The DOR recently discussed the eight draft rules released earlier this week. The DOR noted those draft rules are intended to be issued as temporary rules on or about January 1, 2020. In terms of additional rulemaking, the DOR indicated it is planning for its February release to be rules around the wholesaler and reseller definitions and issues.
The DOR has received some feedback regarding the draft agency rule. The DOR may update that draft rule before January, but almost certainly before that rule goes final. The DOR noted that it may modify the temporary rule at any time during the 180 day temporary rule period. So, we may be seeing changes to the temporary rules on a “live” basis. Again, please closely monitor our updates and the DOR’s CAT webpage as we head into 2020.
The DOR also commented on CAT notice letters it sent out in recent weeks. Some taxpayers have expressed concerns regarding whether those notices were meant to be a directive to those taxpayers to register for the CAT. The DOR noted that was not the intent of the notices; rather, the DOR intended the notices as education to taxpayers about the CAT and its registration requirement. Therefore, if you or a client receives a letter that does not necessarily mean you must register for the tax.
Speaking of CAT registration, in addition to other technical fixes, the DOR noted it is working on one for the upcoming Legislative Session to address the CAT’s requirement for annual registration. The DOR expressed a willingness, if not the desire, to remove that annual filing requirement (so long as the taxpayer properly registers in the first instance).

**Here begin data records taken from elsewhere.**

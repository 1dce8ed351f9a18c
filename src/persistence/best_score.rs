use anyhow::{Context, Result};
use log::{debug, warn};
use serde::{Deserialize, Serialize};
use std::path::{Path, PathBuf};
use std::sync::{Arc, Mutex};

/// Storage backend for the single persisted best score
pub trait BestScoreStore {
    /// Stored value, `Ok(0)` when nothing has been saved yet
    fn load(&self) -> Result<u32>;

    fn save(&self, score: u32) -> Result<()>;
}

#[derive(Debug, Serialize, Deserialize)]
struct BestScoreRecord {
    best_score: u32,
}

/// Keeps the best score in a small JSON document on disk
#[derive(Debug, Clone)]
pub struct JsonFileStore {
    path: PathBuf,
}

impl JsonFileStore {
    pub fn new(path: impl Into<PathBuf>) -> Self {
        Self { path: path.into() }
    }

    pub fn path(&self) -> &Path {
        &self.path
    }
}

impl BestScoreStore for JsonFileStore {
    fn load(&self) -> Result<u32> {
        if !self.path.exists() {
            return Ok(0);
        }

        let json = std::fs::read_to_string(&self.path)
            .with_context(|| format!("Failed to read best score from {:?}", self.path))?;
        let record: BestScoreRecord = serde_json::from_str(&json)
            .with_context(|| format!("Failed to parse best score in {:?}", self.path))?;

        Ok(record.best_score)
    }

    fn save(&self, score: u32) -> Result<()> {
        if let Some(parent) = self.path.parent() {
            if !parent.as_os_str().is_empty() {
                std::fs::create_dir_all(parent)
                    .with_context(|| format!("Failed to create directory: {:?}", parent))?;
            }
        }

        let json = serde_json::to_string_pretty(&BestScoreRecord { best_score: score })
            .context("Failed to serialize best score")?;
        std::fs::write(&self.path, json)
            .with_context(|| format!("Failed to write best score to {:?}", self.path))?;

        Ok(())
    }
}

/// In-process store. Clones share the same slot.
#[derive(Debug, Clone, Default)]
pub struct MemoryStore {
    value: Arc<Mutex<u32>>,
}

impl MemoryStore {
    pub fn new() -> Self {
        Self::default()
    }

    pub fn with_value(score: u32) -> Self {
        Self {
            value: Arc::new(Mutex::new(score)),
        }
    }

    pub fn get(&self) -> u32 {
        self.value.lock().map(|v| *v).unwrap_or_default()
    }
}

impl BestScoreStore for MemoryStore {
    fn load(&self) -> Result<u32> {
        Ok(self.get())
    }

    fn save(&self, score: u32) -> Result<()> {
        let mut value = self
            .value
            .lock()
            .map_err(|_| anyhow::anyhow!("best score slot poisoned"))?;
        *value = score;
        Ok(())
    }
}

/// Cached best score that writes through to its store on every new record.
/// Store failures are logged and never reach the game.
pub struct BestScore {
    store: Box<dyn BestScoreStore + Send>,
    value: u32,
}

impl BestScore {
    pub fn new(store: impl BestScoreStore + Send + 'static) -> Self {
        let value = match store.load() {
            Ok(value) => value,
            Err(e) => {
                warn!("Could not load best score, starting from 0: {:#}", e);
                0
            }
        };

        Self {
            store: Box::new(store),
            value,
        }
    }

    /// Best score that never touches disk
    pub fn in_memory() -> Self {
        Self::new(MemoryStore::new())
    }

    pub fn get(&self) -> u32 {
        self.value
    }

    /// Offer a score; persists immediately and returns true if it is a new best
    pub fn record(&mut self, score: u32) -> bool {
        if score <= self.value {
            return false;
        }

        self.value = score;
        debug!("New best score {}", score);
        if let Err(e) = self.store.save(score) {
            warn!("Could not save best score {}: {:#}", score, e);
        }
        true
    }
}

impl std::fmt::Debug for BestScore {
    fn fmt(&self, f: &mut std::fmt::Formatter<'_>) -> std::fmt::Result {
        f.debug_struct("BestScore")
            .field("value", &self.value)
            .finish_non_exhaustive()
    }
}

Finally, the DOR underscored its view that taxpayers may pass the CAT through to its customers. The DOR made it clear that the DOR views any passed-through CAT will itself be subject to the CAT (the so-called “CAT on the CAT”). I have heard a certain amount of confusion on this issue. My view is we should not conflate separately stating the CAT on invoices as a pass-through, with the issue of whether this would lead to the imposition of a CAT on the CAT. As noted, as of today, the view expressed by the DOR is if you separately state the CAT on an invoice, you would then need to subject that separately stated CAT to your own CAT computation. The DOR reiterated it would not be issuing an administrative rule in this area. The DOR also noted it would not be issuing any guidance as to what the outcome might be if a passed-through CAT was estimated higher or lower than the ultimate CAT due by the taxpayer.